SAN DIEGO, Ca., September 20, 2012 -There are facts, lies, and disposable truths about the President’s signature health reform law; these go well beyond the obvious new revelations that millions of additional middle class Americans will be ‘taxed’ for not buying in to the Obamacare insurance scheme.
Barring a Romney win (combined with a flip in Senate control to the Republicans)—and a quick flurry of executive orders defunding many of the 159 new agencies and programs created by the Affordable Care Act—things may get quite dicey for medical patients very soon. Without a full Congressional ‘repeal’ of the law’s insidious costs to American society, there are 2,700 pages of mandates just itching to ramp up for the big 2014 official debut. Nothing said to the general public by either side in the Obamacare debate to date could possibly prepare the patients of tomorrow for what is to come.

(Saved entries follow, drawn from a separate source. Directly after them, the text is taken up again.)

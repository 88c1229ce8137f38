//! Deterministic layout for auto-generated deck diagrams.
//!
//! DESIGN
//! ======
//! The surrounding estimator form hands over plain measurements
//! ([`DeckInput`]). From them this module derives, in feet: section outlines
//! laid left to right, a post grid that favors the perimeter, a stair run
//! whose step count comes from the deck height, and dimension lines for each
//! edge. [`generate`] then picks an auto-fit scale and emits pixel-space
//! entities ready to seed a scene.
//!
//! Two step-count formulas coexist on purpose: [`stair_step_count`] uses a
//! 7.5" standard rise, while [`stair_steps_from_railing`] back-calculates from
//! a stair railing length with the 7"/10" rise:run hypotenuse. They feed
//! different inputs and are kept separate.

#[cfg(test)]
#[path = "layout_test.rs"]
mod layout_test;

use serde::{Deserialize, Serialize};

use crate::config::EditorConfig;
use crate::consts::{
    DIMENSION_GAP_PX, DIMENSION_TICK_PX, POST_SIZE_FT, RAILING_RISE_IN, RAILING_RUN_IN, STAIR_RUN_IN,
    STAIR_WIDTH_FT, STANDARD_RISE_IN,
};
use crate::doc::{Color, Entity, Rect, Shape, Style, StructuralRole};
use crate::scale::{Point, Scale, Viewport, auto_fit_scale, format_feet};

// =============================================================
// Input
// =============================================================

/// One rectangular deck section, in feet.
#[derive(Debug, Clone, Copy, PartialEq, Serialize, Deserialize)]
pub struct DeckSection {
    /// Horizontal extent.
    pub length_ft: f64,
    /// Vertical extent.
    pub width_ft: f64,
}

/// Measurements supplied by the estimator form.
#[derive(Debug, Clone, PartialEq, Serialize, Deserialize)]
#[serde(default)]
pub struct DeckInput {
    pub sections: Vec<DeckSection>,
    pub post_count: u32,
    /// Draw railings and a stair run.
    pub has_railing: bool,
    pub deck_height_ft: f64,
    /// Stair railing length, used for the step count when no height is given.
    pub stair_railing_ft: Option<f64>,
    /// Decimals shown on dimension labels.
    pub precision: usize,
}

impl Default for DeckInput {
    fn default() -> Self {
        Self {
            sections: Vec::new(),
            post_count: 0,
            has_railing: false,
            deck_height_ft: 0.0,
            stair_railing_ft: None,
            precision: 1,
        }
    }
}

// =============================================================
// Posts
// =============================================================

/// Grid dimensions `(cols, rows)` for `n` posts over a `width × height` box.
#[must_use]
pub fn post_grid(n: u32, width: f64, height: f64) -> (u32, u32) {
    if n == 0 {
        return (0, 0);
    }
    let aspect = if height > 0.0 { width / height } else { 1.0 };
    #[allow(clippy::cast_possible_truncation, clippy::cast_sign_loss)]
    let cols = ((f64::from(n) * aspect).sqrt().ceil() as u32).clamp(1, n);
    let rows = n.div_ceil(cols);
    (cols, rows)
}

/// Place `n` posts over `bounds` (feet), row-major.
///
/// The first and last column and row sit exactly on the bounding edges and
/// interior lines are evenly spaced. A lone column or row is centered.
#[must_use]
pub fn place_posts(n: u32, bounds: Rect) -> Vec<Point> {
    let (cols, rows) = post_grid(n, bounds.width, bounds.height);
    (0..n)
        .map(|k| {
            let col = k % cols;
            let row = k / cols;
            Point::new(
                grid_line(col, cols, bounds.x, bounds.width),
                grid_line(row, rows, bounds.y, bounds.height),
            )
        })
        .collect()
}

fn grid_line(index: u32, count: u32, start: f64, extent: f64) -> f64 {
    if count <= 1 {
        start + extent * 0.5
    } else {
        start + extent * f64::from(index) / f64::from(count - 1)
    }
}

// =============================================================
// Stairs
// =============================================================

/// Steps needed to descend `deck_height_ft` at the standard 7.5" rise.
#[must_use]
pub fn stair_step_count(deck_height_ft: f64) -> u32 {
    if deck_height_ft <= 0.0 {
        return 0;
    }
    let steps = (deck_height_ft * 12.0 / STANDARD_RISE_IN).ceil();
    #[allow(clippy::cast_possible_truncation, clippy::cast_sign_loss)]
    let steps = steps as u32;
    steps
}

/// Steps implied by a stair railing of `railing_length_in` inches, one step
/// per 7"/10" rise:run hypotenuse.
#[must_use]
pub fn stair_steps_from_railing(railing_length_in: f64) -> u32 {
    if railing_length_in <= 0.0 {
        return 0;
    }
    let per_step = RAILING_RISE_IN.hypot(RAILING_RUN_IN);
    #[allow(clippy::cast_possible_truncation, clippy::cast_sign_loss)]
    let steps = (railing_length_in / per_step).round() as u32;
    steps
}

/// Step count and run depth of a stair, in feet.
#[derive(Debug, Clone, Copy, PartialEq)]
pub struct StairPlan {
    pub step_count: u32,
    pub total_depth_ft: f64,
}

impl StairPlan {
    /// Plan for `step_count` treads at the standard run.
    #[must_use]
    pub fn with_steps(step_count: u32) -> Self {
        Self { step_count, total_depth_ft: f64::from(step_count) * STAIR_RUN_IN / 12.0 }
    }

    /// Depth of one step's slot.
    #[must_use]
    pub fn step_slot(&self) -> f64 {
        if self.step_count == 0 { 0.0 } else { self.total_depth_ft / f64::from(self.step_count) }
    }
}

/// Plan the stair run for `input`: deck height first, stair railing length
/// as the fallback.
#[must_use]
pub fn plan_stairs(input: &DeckInput) -> Option<StairPlan> {
    if !input.has_railing {
        return None;
    }
    let steps = if input.deck_height_ft > 0.0 {
        stair_step_count(input.deck_height_ft)
    } else {
        input.stair_railing_ft.map_or(0, |ft| stair_steps_from_railing(ft * 12.0))
    };
    (steps > 0).then(|| StairPlan::with_steps(steps))
}

// =============================================================
// Dimension lines
// =============================================================

/// Drawn geometry of a dimension line.
#[derive(Debug, Clone, Copy, PartialEq)]
pub struct DimensionLine {
    pub start: Point,
    pub end: Point,
    /// Perpendicular end ticks, one per endpoint.
    pub ticks: [(Point, Point); 2],
    /// Label anchor, centered on the line.
    pub label_at: Point,
    /// Line direction in degrees, for label rotation.
    pub angle_deg: f64,
}

/// Dimension line for the edge `from → to`, shifted `offset` units along the
/// edge's left-hand normal (upward for a left-to-right edge in screen space).
#[must_use]
pub fn dimension_line(from: Point, to: Point, offset: f64) -> DimensionLine {
    let dx = to.x - from.x;
    let dy = to.y - from.y;
    let len = dx.hypot(dy);
    let (nx, ny) = if len > 0.0 { (dy / len, -dx / len) } else { (0.0, -1.0) };
    let start = from.offset(nx * offset, ny * offset);
    let end = to.offset(nx * offset, ny * offset);
    let tick = |p: Point| {
        (
            p.offset(nx * DIMENSION_TICK_PX, ny * DIMENSION_TICK_PX),
            p.offset(-nx * DIMENSION_TICK_PX, -ny * DIMENSION_TICK_PX),
        )
    };
    DimensionLine {
        start,
        end,
        ticks: [tick(start), tick(end)],
        label_at: start.midpoint(end),
        angle_deg: dy.atan2(dx).to_degrees(),
    }
}

// =============================================================
// Diagram generation
// =============================================================

/// Output of [`generate`]: pixel-space entities plus the scale used.
#[derive(Debug, Clone)]
pub struct Diagram {
    pub entities: Vec<Entity>,
    pub scale: Scale,
    /// Pixel bounds of the structure (sections plus stairs).
    pub bounds: Rect,
    pub stairs: Option<StairPlan>,
}

const SECTION_FILL: Color = Color::rgb(0xE8, 0xD3, 0xB0);
const POST_FILL: Color = Color::rgb(0x6B, 0x4F, 0x35);
const RAILING_STROKE: Color = Color::rgb(0x55, 0x55, 0x55);
const DIMENSION_STROKE: Color = Color::rgb(0x1E, 0x5A, 0xA8);

/// Build the auto-generated diagram for `input`, fitted into `viewport`.
#[must_use]
pub fn generate(input: &DeckInput, viewport: Viewport, config: &EditorConfig) -> Diagram {
    // Section rectangles in feet, left to right, top-aligned.
    let mut sections_ft = Vec::with_capacity(input.sections.len());
    let mut cursor = 0.0;
    for section in &input.sections {
        sections_ft.push(Rect::new(cursor, 0.0, section.length_ft, section.width_ft));
        cursor += section.length_ft;
    }
    let total_length = cursor;
    let deck_width = input.sections.iter().map(|s| s.width_ft).fold(0.0, f64::max);

    let stairs = plan_stairs(input);
    let stairs_ft = stairs.zip(sections_ft.first()).map(|(plan, first)| {
        Rect::new(first.x + first.width * 0.5 - STAIR_WIDTH_FT * 0.5, first.height, STAIR_WIDTH_FT, plan.total_depth_ft)
    });
    let total_height = deck_width + stairs.map_or(0.0, |p| p.total_depth_ft);

    let auto_fit = auto_fit_scale(
        total_length,
        total_height,
        config.pixels_per_foot,
        viewport,
        config.viewport_padding,
        config.auto_fit_cap,
    );
    let scale = Scale { pixels_per_foot: config.pixels_per_foot, auto_fit };
    let origin = Point::new(
        (viewport.width - scale.feet_to_px(total_length)) * 0.5,
        (viewport.height - scale.feet_to_px(total_height)) * 0.5,
    );
    let to_px = |r: Rect| {
        let tl = scale.point_to_px(r.top_left(), origin);
        Rect::new(tl.x, tl.y, scale.feet_to_px(r.width), scale.feet_to_px(r.height))
    };

    let mut entities = Vec::new();

    for rect in &sections_ft {
        let style = Style { fill: Some(SECTION_FILL), ..Style::default() };
        entities.push(Entity::new(
            Shape::Structural { role: StructuralRole::Section, rect: to_px(*rect), steps: 0 },
            style,
        ));
    }

    if input.has_railing {
        for rect in &sections_ft {
            let style = Style { stroke: RAILING_STROKE, stroke_width: 3.0, ..Style::default() };
            entities.push(Entity::new(
                Shape::Structural { role: StructuralRole::Railing, rect: to_px(*rect), steps: 0 },
                style,
            ));
        }
    }

    if let (Some(plan), Some(rect)) = (stairs, stairs_ft) {
        let style = Style { fill: Some(SECTION_FILL), ..Style::default() };
        entities.push(Entity::new(
            Shape::Structural { role: StructuralRole::Stairs, rect: to_px(rect), steps: plan.step_count },
            style,
        ));
    }

    let deck_ft = Rect::new(0.0, 0.0, total_length, deck_width);
    for post in place_posts(input.post_count, deck_ft) {
        let half = POST_SIZE_FT * 0.5;
        let rect = Rect::new(post.x - half, post.y - half, POST_SIZE_FT, POST_SIZE_FT);
        let style = Style { fill: Some(POST_FILL), stroke_width: 1.0, ..Style::default() };
        entities.push(Entity::new(Shape::Structural { role: StructuralRole::Post, rect: to_px(rect), steps: 0 }, style));
    }

    for (i, rect) in sections_ft.iter().enumerate() {
        let px = to_px(*rect);
        let top = (px.top_left(), Point::new(px.x + px.width, px.y));
        entities.push(dimension_entity(top.0, top.1, format_feet(rect.width, input.precision)));
        if i == 0 {
            let left = (Point::new(px.x, px.y + px.height), px.top_left());
            entities.push(dimension_entity(left.0, left.1, format_feet(rect.height, input.precision)));
        }
    }

    let structure_ft = stairs_ft.map_or(deck_ft, |s| deck_ft.union(&s));
    Diagram { entities, scale, bounds: to_px(structure_ft), stairs }
}

fn dimension_entity(from: Point, to: Point, label: String) -> Entity {
    let style = Style { stroke: DIMENSION_STROKE, stroke_width: 1.0, ..Style::default() };
    Entity::new(Shape::Measurement { from, to, offset: DIMENSION_GAP_PX, label }, style)
}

The new estimate for Obamacare’s fiscal costs (now reaching close to 1.7 Trillion dollars), will be dwarfed in comparison to crushing concerns about government rationing (the unelected Independent Payment Advisory Board) and government intrusion into physician decision making (the impending avalanche of mandatory ‘templates’ and ‘decision trees’ for patient care).
The talking points by Democrats, primarily, in their support of the Patient Protection and Affordable Act, were designed for political expediency—in other words, to be eventually thrown out. As the reality of a more government-centric medical system sets in, patients everywhere should be armed with tools to help them navigate the impending ‘socialization’ of American medicine.
Proponents of the law, however zealous for social re-engineering and redistribution of wealth, will not be able to escape the consequences for their own health care—and there will be no presidential waivers to save them once Obamacare begins.
The biggest lie about Obamacare is that it will facilitate care and help heal more patients. Nothing could be further from the truth. In fact, contrary to the intended, original goal of the law, fewer patients will have access to quality medical services.
Here’s why, with just a few tips about the law’s truths for the journey ahead:
Most doctors will not be able to afford to see patients with an Obamacare card. This means that patients will be increasingly relegated to longer lines in publicly-funded clinics to see people without an M.D./D.O. after their name.
More patients will be denied access to advanced, cutting-edge drugs like chemotherapeutics, and hence America’s leading worldwide advantage in cancer survival for most age groups will begin to decline.
Less drugs for vexing diseases, like Crohn’s, Ulcerative Colitis, Multiple Sclerosis, Lupus, and other auto-immune disorders, will be forthcoming from the pipeline of pharmaceutical research. With a purposeful effort to thwart the availability of such drugs on formularies and in new government-controlled health information technology portals (used for mandatory electronic prescribing), there will be less resources allocated to find the next medicinal cure.
Many of this nation’s best and most experienced clinicians will begin to retire early, or restrict their practices to purely concierge/cash-pay ventures—further decreasing access to the best and the brightest.
Like all two-tiered health systems (as in Europe), those with money will always be able to pay for the best facilities and doctors, but every system can be ‘gamed’; so, here is what every American must begin to plan for now:
a. Begin to sock away as much money as possible in Health Savings Accounts that allow pre-tax income to go toward medical expenses…
b. Start developing relationships with quality physicians and health systems that may allow affordable, installment-type payment plans for accessible, private medical services…
c. Research your medications carefully and fight with your health system or local pharmacy if they try to push generic drugs that do not deliver the same efficacy as the brand prescription drugs you have previously relied upon.
So, onward to the November election for American patients anxious about the eroding patient-physician relationship in the United States. Regardless of the election outcome, patients must become more vocal—forming local and regional patient advocacy groups to do battle with newly empowered ‘Accountable Care Organizations’ (ACOs). ACOs will pit community power-brokers, with government-facilitated titles of influence over your healthcare choices, against the average patient.
Armed with the support of numbers—our neighbors, our physicians, and local social organizations—Americans must prepare for battle to defend our sacred access to continued, superior healthcare options.